Stress incontinence is usually caused by a weakening or damage to the pelvic floor muscles, nerves or to damage or loss of connective tissue support of the bladder neck and urethra. Other causes include injury to the urethral sphincter, urethral mucosal thinning due to loss of blood supply and scarring of tissues. Even ageing and low female hormone levels can contribute to the problem. Obesity and conditions that cause frequent abdominal straining like chronic cough or constipation make it worse.
The symptoms of Stress incontinence can be divided into 3 grades in terms of severity. Your urologist will be able to assess the severity of symptoms after taking a history and examining you.Grade 1 (mild): Leakage only occurs when there is severe abdominal straining like hard coughing or sneezing. There is generally no need to use pads and you do not leak during normal exercise and at night.
Grade 2 (moderate): Leakage occurs when there is moderate abdominal straining such as running or carrying heavy articles. There may be a need to use pads and the frequency and amount of leakage is greater than grade 1. One’s lifestyle can be affected as exercising , sports or even certain daily chores can cause leakage.
Grade 3 (severe): Leakage occurs when there is very mild straining like standing up from a sitting or lying down position. One may need to use pads all the time as the leak episodes are frequent the amount leaked can be quite large. This often leads to social or hygiene issues.
Treatment for stress incontinence is dependent on the grade of stress incontinence and can be broadly divided into the following categories :
Conservative treatment usually involve the methods described below and are suitable for women with grade 1 or 2 stress incontinence who have mild to moderate leakage. They can also be for patients who are unfit for surgery or do not desire to undergo any form of surgical treatment.
- Pelvic floor exercises to train pelvic floor muscles so as to strengthen them. This can be taught by either the urologist or the physiotherapist.
- Biofeedback where patients are undergo programs to teach them to lhow to use their pelvic floor muscles and to do their pelvic floor exercises effectively. This is can be done using visual aids, electrical stimulation or even manually but the urologist or physiotherapist.
- Prophylactic voiding is advised. Patients are taught to go to the restroom at regular intervals so that they will not leak when they have a sudden increase in abdominal pressure eg: coughing and sneezing.
- Changes in lifestyle may be necessary such as weight loss and smoking cessation.
- Treatment for precipitating factors such as chronic cough or constipation is often necessary.
SURGERY FOR STRESS INCONTINENCE
In general, surgical correction for stress incontinence is offered to patients who have not improved with conservative treatment or who desire to have a better quality of life. For patients with grade 3 or severe incontinence, surgery may be offered at the outset as conservatives measures are often not adequate.

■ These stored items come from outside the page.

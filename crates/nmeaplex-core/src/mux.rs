//! Routing between interfaces.
//!
//! Every input interface pushes onto one central queue. A single engine
//! thread pops from it and copies each sentence onto the queue of every
//! output interface except the one it came from. When the last input ends
//! the central queue closes, the engine drains it and then closes every
//! output queue so the writers finish.

use std::sync::atomic::{AtomicUsize, Ordering};
use std::sync::Arc;
use std::thread::{self, JoinHandle};

use nmeaplex_frame::InterfaceId;
use tracing::{debug, error, info};

use crate::error::{InterfaceError, Result};
use crate::interface::{Built, Direction, ExitReason, Interface, InterfaceExit};
use crate::queue::BoundedQueue;

/// Default capacity of the central queue.
pub const DEFAULT_MUX_QSIZE: usize = 256;

/// A set of interfaces waiting to be started.
#[derive(Debug)]
pub struct Mux {
    qsize: usize,
    interfaces: Vec<Interface>,
}

impl Default for Mux {
    fn default() -> Self {
        Self::new(DEFAULT_MUX_QSIZE)
    }
}

impl Mux {
    /// Create an empty registry whose central queue holds `qsize` sentences.
    pub fn new(qsize: usize) -> Self {
        Self {
            qsize,
            interfaces: Vec::new(),
        }
    }

    /// Register the result of [`InterfaceSetup::build`](crate::InterfaceSetup::build).
    pub fn add(&mut self, built: Built) {
        self.interfaces.extend(built.into_interfaces());
    }

    /// Register a single interface.
    pub fn add_interface(&mut self, interface: Interface) {
        self.interfaces.push(interface);
    }

    pub fn len(&self) -> usize {
        self.interfaces.len()
    }

    pub fn is_empty(&self) -> bool {
        self.interfaces.is_empty()
    }

    /// Spawn the engine and one thread per interface.
    pub fn start(self) -> Result<RunningMux> {
        let central = Arc::new(BoundedQueue::new(self.qsize)?);

        let mut routes = Vec::new();
        let mut inputs = 0usize;
        for interface in &self.interfaces {
            match interface.direction() {
                Direction::In => inputs += 1,
                _ => {
                    if let Some(queue) = interface.queue() {
                        routes.push(Route {
                            id: interface.id(),
                            pair: interface.pair(),
                            queue: Arc::clone(queue),
                        });
                    }
                }
            }
        }
        let output_queues: Vec<_> = routes.iter().map(|r| Arc::clone(&r.queue)).collect();

        info!(
            interfaces = self.interfaces.len(),
            inputs,
            outputs = routes.len(),
            qsize = self.qsize,
            "starting mux"
        );

        let live_inputs = Arc::new(AtomicUsize::new(inputs));
        if inputs == 0 {
            central.close();
        }

        let shutdown_all = |central: &BoundedQueue| {
            central.close();
            for queue in &output_queues {
                queue.close();
            }
        };

        let engine = {
            let central = Arc::clone(&central);
            spawn_named("mux-engine".to_string(), move || run_engine(&central, routes))
        }
        .inspect_err(|_| shutdown_all(&central))?;

        let mut workers = Vec::with_capacity(self.interfaces.len());
        for interface in self.interfaces {
            let id = interface.id();
            let name = interface.name().to_string();
            let direction = interface.direction();
            let thread_name = format!("{id}-{direction}");

            let spawned = if direction == Direction::In {
                let guard = InputGuard {
                    live: Arc::clone(&live_inputs),
                    central: Arc::clone(&central),
                };
                let sink = Arc::clone(&central);
                spawn_named(thread_name, move || {
                    let _guard = guard;
                    interface.run(Some(sink))
                })
            } else {
                spawn_named(thread_name, move || interface.run(None))
            };

            match spawned {
                Ok(handle) => workers.push(Worker {
                    id,
                    name,
                    direction,
                    handle,
                }),
                Err(err) => {
                    shutdown_all(&central);
                    return Err(err);
                }
            }
        }

        Ok(RunningMux {
            central,
            engine,
            workers,
        })
    }
}

/// Handle to a started mux.
pub struct RunningMux {
    central: Arc<BoundedQueue>,
    engine: JoinHandle<()>,
    workers: Vec<Worker>,
}

impl RunningMux {
    /// Stop accepting input.
    ///
    /// Sentences already queued are still delivered. Readers end at their
    /// next sentence.
    pub fn stop(&self) {
        debug!("mux stop requested");
        self.central.close();
    }

    /// Number of interface threads.
    pub fn workers(&self) -> usize {
        self.workers.len()
    }

    /// Block until every interface and the engine have finished.
    pub fn wait(self) -> Vec<InterfaceExit> {
        let exits = self
            .workers
            .into_iter()
            .map(|worker| match worker.handle.join() {
                Ok(exit) => exit,
                Err(_) => {
                    error!(interface = %worker.id, "interface thread panicked");
                    InterfaceExit {
                        id: worker.id,
                        name: worker.name,
                        direction: worker.direction,
                        sentences: 0,
                        dropped: 0,
                        reason: ExitReason::Panicked,
                    }
                }
            })
            .collect();

        if self.engine.join().is_err() {
            error!("mux engine panicked");
        }
        info!("mux stopped");
        exits
    }
}

impl std::fmt::Debug for RunningMux {
    fn fmt(&self, f: &mut std::fmt::Formatter<'_>) -> std::fmt::Result {
        f.debug_struct("RunningMux")
            .field("central", &self.central)
            .field("workers", &self.workers.len())
            .finish()
    }
}

struct Worker {
    id: InterfaceId,
    name: String,
    direction: Direction,
    handle: JoinHandle<InterfaceExit>,
}

struct Route {
    id: InterfaceId,
    pair: Option<InterfaceId>,
    queue: Arc<BoundedQueue>,
}

// Closes the central queue when the last reader exits, including by panic.
struct InputGuard {
    live: Arc<AtomicUsize>,
    central: Arc<BoundedQueue>,
}

impl Drop for InputGuard {
    fn drop(&mut self) {
        if self.live.fetch_sub(1, Ordering::AcqRel) == 1 {
            debug!("last input finished, closing central queue");
            self.central.close();
        }
    }
}

fn run_engine(central: &BoundedQueue, mut routes: Vec<Route>) {
    let mut routed = 0u64;
    while let Some(sentence) = central.pop() {
        let src = sentence.source();
        routes.retain(|route| {
            if route.id == src || route.pair == Some(src) {
                return true;
            }
            if route.queue.push(sentence.clone()).is_err() {
                debug!(interface = %route.id, "output queue closed, removing route");
                return false;
            }
            true
        });
        routed += 1;
    }

    for route in &routes {
        route.queue.close();
    }
    info!(sentences = routed, "mux engine finished");
}

fn spawn_named<T, F>(name: String, f: F) -> Result<JoinHandle<T>>
where
    F: FnOnce() -> T + Send + 'static,
    T: Send + 'static,
{
    thread::Builder::new()
        .name(name.clone())
        .spawn(f)
        .map_err(|source| InterfaceError::Spawn { name, source })
}

#[cfg(test)]
mod tests {
    use std::sync::Mutex;

    use nmeaplex_frame::SentenceBlock;

    use super::*;
    use crate::interface::tests::{CloseCounter, MockTransport};
    use crate::interface::InterfaceSetup;

    fn bodies(written: &Mutex<Vec<SentenceBlock>>) -> Vec<String> {
        written
            .lock()
            .unwrap()
            .iter()
            .map(|s| String::from_utf8_lossy(s.body()).into_owned())
            .collect()
    }

    fn input(id: u32, lines: &[&str], counter: &Arc<CloseCounter>) -> Built {
        let id = InterfaceId::new(id);
        let transport = MockTransport::new(Arc::clone(counter)).with_lines(id, lines);
        InterfaceSetup::new(id, "in", Direction::In)
            .build(Box::new(transport), 1)
            .expect("input should build")
    }

    fn output(id: u32, counter: &Arc<CloseCounter>) -> (Built, Arc<Mutex<Vec<SentenceBlock>>>) {
        let transport = MockTransport::new(Arc::clone(counter));
        let written = Arc::clone(&transport.written);
        let built = InterfaceSetup::new(InterfaceId::new(id), "out", Direction::Out)
            .build(Box::new(transport), 4)
            .expect("output should build");
        (built, written)
    }

    #[test]
    fn fans_out_to_every_output_in_order() {
        let counter = Arc::new(CloseCounter::default());
        let mut mux = Mux::new(2);
        mux.add(input(1, &["$A,1", "$A,2", "$A,3"], &counter));
        let (out_a, written_a) = output(2, &counter);
        let (out_b, written_b) = output(3, &counter);
        mux.add(out_a);
        mux.add(out_b);
        assert_eq!(mux.len(), 3);

        let exits = mux.start().expect("mux should start").wait();

        assert_eq!(exits.len(), 3);
        assert_eq!(bodies(&written_a), vec!["$A,1", "$A,2", "$A,3"]);
        assert_eq!(bodies(&written_b), vec!["$A,1", "$A,2", "$A,3"]);
        assert_eq!(counter.0.load(Ordering::SeqCst), 3);
    }

    #[test]
    fn keeps_per_source_order_with_several_inputs() {
        let counter = Arc::new(CloseCounter::default());
        let first: Vec<String> = (0..100).map(|n| format!("$X,{n}")).collect();
        let second: Vec<String> = (0..100).map(|n| format!("$Y,{n}")).collect();
        let first_refs: Vec<&str> = first.iter().map(String::as_str).collect();
        let second_refs: Vec<&str> = second.iter().map(String::as_str).collect();

        let mut mux = Mux::new(3);
        mux.add(input(1, &first_refs, &counter));
        mux.add(input(2, &second_refs, &counter));
        let (out, written) = output(3, &counter);
        mux.add(out);
        mux.start().expect("mux should start").wait();

        let got = bodies(&written);
        assert_eq!(got.len(), 200);
        let xs: Vec<_> = got.iter().filter(|s| s.starts_with("$X")).cloned().collect();
        let ys: Vec<_> = got.iter().filter(|s| s.starts_with("$Y")).cloned().collect();
        assert_eq!(xs, first);
        assert_eq!(ys, second);
    }

    #[test]
    fn bidirectional_interface_does_not_hear_itself() {
        let counter = Arc::new(CloseCounter::default());
        let both_id = InterfaceId::new(1);
        let both = MockTransport::new(Arc::clone(&counter)).with_lines(both_id, &["$B,1", "$B,2"]);
        let both_written = Arc::clone(&both.written);
        let built = InterfaceSetup::new(both_id, "bi", Direction::Both)
            .build(Box::new(both), 4)
            .expect("pair should build");

        let mut mux = Mux::default();
        mux.add(built);
        mux.add(input(2, &["$C,1"], &counter));
        let (out, written) = output(3, &counter);
        mux.add(out);

        let exits = mux.start().expect("mux should start").wait();
        assert_eq!(exits.len(), 4);

        // Sentences read by the duplicated half carry the duplicate's id.
        assert_eq!(bodies(&both_written), vec!["$C,1"]);
        let mut heard = bodies(&written);
        heard.sort();
        assert_eq!(heard, vec!["$B,1", "$B,2", "$C,1"]);
        // Two interfaces share one resource, plus two more.
        assert_eq!(counter.0.load(Ordering::SeqCst), 3);
    }

    #[test]
    fn outputs_finish_when_there_are_no_inputs() {
        let counter = Arc::new(CloseCounter::default());
        let mut mux = Mux::new(4);
        let (out, written) = output(1, &counter);
        mux.add(out);
        let exits = mux.start().expect("mux should start").wait();
        assert!(matches!(exits[0].reason, ExitReason::QueueClosed));
        assert!(written.lock().unwrap().is_empty());
    }

    #[test]
    fn failed_output_does_not_stop_the_others() {
        let counter = Arc::new(CloseCounter::default());
        let lines: Vec<String> = (0..20).map(|n| format!("$D,{n}")).collect();
        let refs: Vec<&str> = lines.iter().map(String::as_str).collect();

        let mut broken = MockTransport::new(Arc::clone(&counter));
        broken.fail_writes_after = Some(0);
        let broken = InterfaceSetup::new(InterfaceId::new(2), "broken", Direction::Out)
            .build(Box::new(broken), 1)
            .expect("output should build");

        let mut mux = Mux::new(2);
        mux.add(input(1, &refs, &counter));
        mux.add(broken);
        let (out, written) = output(3, &counter);
        mux.add(out);

        let exits = mux.start().expect("mux should start").wait();
        let broken_exit = exits
            .iter()
            .find(|e| e.id == InterfaceId::new(2))
            .expect("broken output exit");
        assert!(matches!(broken_exit.reason, ExitReason::Failed(_)));
        assert_eq!(bodies(&written), lines);
    }

    struct Endless(InterfaceId);

    impl crate::interface::Transport for Endless {
        fn kind(&self) -> &'static str {
            "endless"
        }

        fn read_sentence(&mut self) -> nmeaplex_frame::Result<Option<SentenceBlock>> {
            SentenceBlock::from_body(b"$E,1", self.0).map(Some)
        }

        fn write_sentence(&mut self, _sentence: &SentenceBlock) -> nmeaplex_frame::Result<()> {
            Ok(())
        }

        fn duplicate(&mut self, _id: InterfaceId) -> std::io::Result<Box<dyn crate::interface::Transport>> {
            Err(std::io::Error::from(std::io::ErrorKind::Unsupported))
        }
    }

    #[test]
    fn stop_ends_inputs_that_never_finish() {
        let counter = Arc::new(CloseCounter::default());
        let id = InterfaceId::new(1);
        let endless = InterfaceSetup::new(id, "endless", Direction::In)
            .build(Box::new(Endless(id)), 1)
            .expect("input should build");

        let mut mux = Mux::new(4);
        mux.add(endless);
        let (out, written) = output(2, &counter);
        mux.add(out);

        let running = mux.start().expect("mux should start");
        assert_eq!(running.workers(), 2);
        std::thread::sleep(std::time::Duration::from_millis(50));
        running.stop();
        let exits = running.wait();

        let input_exit = exits.iter().find(|e| e.id == id).expect("input exit");
        assert!(matches!(input_exit.reason, ExitReason::QueueClosed));
        assert!(!written.lock().unwrap().is_empty());
    }

    #[test]
    fn zero_central_qsize_fails_start() {
        assert!(matches!(
            Mux::new(0).start(),
            Err(InterfaceError::Queue(_))
        ));
    }
}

TYPES OF SURGERY FOR STRESS INCONTINENCE
- The traditional method for SUI surgery is colposuspension whereby the paravaginal tissue is held up with sutures to the ileopectineal ligament. This operation can be done either open, laparoscopically or with robotic assistance.
- Increasing support under the urethra. Surgery may involve lifting up the urethra or to bulk up the sphincter muscle so that the closure mechanism improves. For urethral slings, patients have a continence rate of 80-90% one year after surgery. However, continence rate decreases with time. The urethral slings can be either synthetic or natural. The natural slings are made using the patient’s own tissue (either strong tissue from the abdomen or thigh). This is best done at the advice of a specialist.
- Injection of bulking agents into the peri-urethral tissue has been used with an aim to improve urethral closure. This technique is less invasive and is better tolerated by patients. However, repeated injections are often required to maintain continence and the overall success rate is only 30%.
- Surgical insertion or injection of synthetic materials into the lower urinary tract can have potentially serious complications. Some injected materials have been shown to migrate to distant organs e.g. brain and lungs. Foreign materials (eg the urethral sling) can incite chronic inflammation resulting in peri-urethral abscess formation and erosions into the urinary tract. Urinary tract obstruction can lead to voiding dysfunction and urinary retention.
- Additional surgeries to correct pelvic organ prolapse may also be necessary.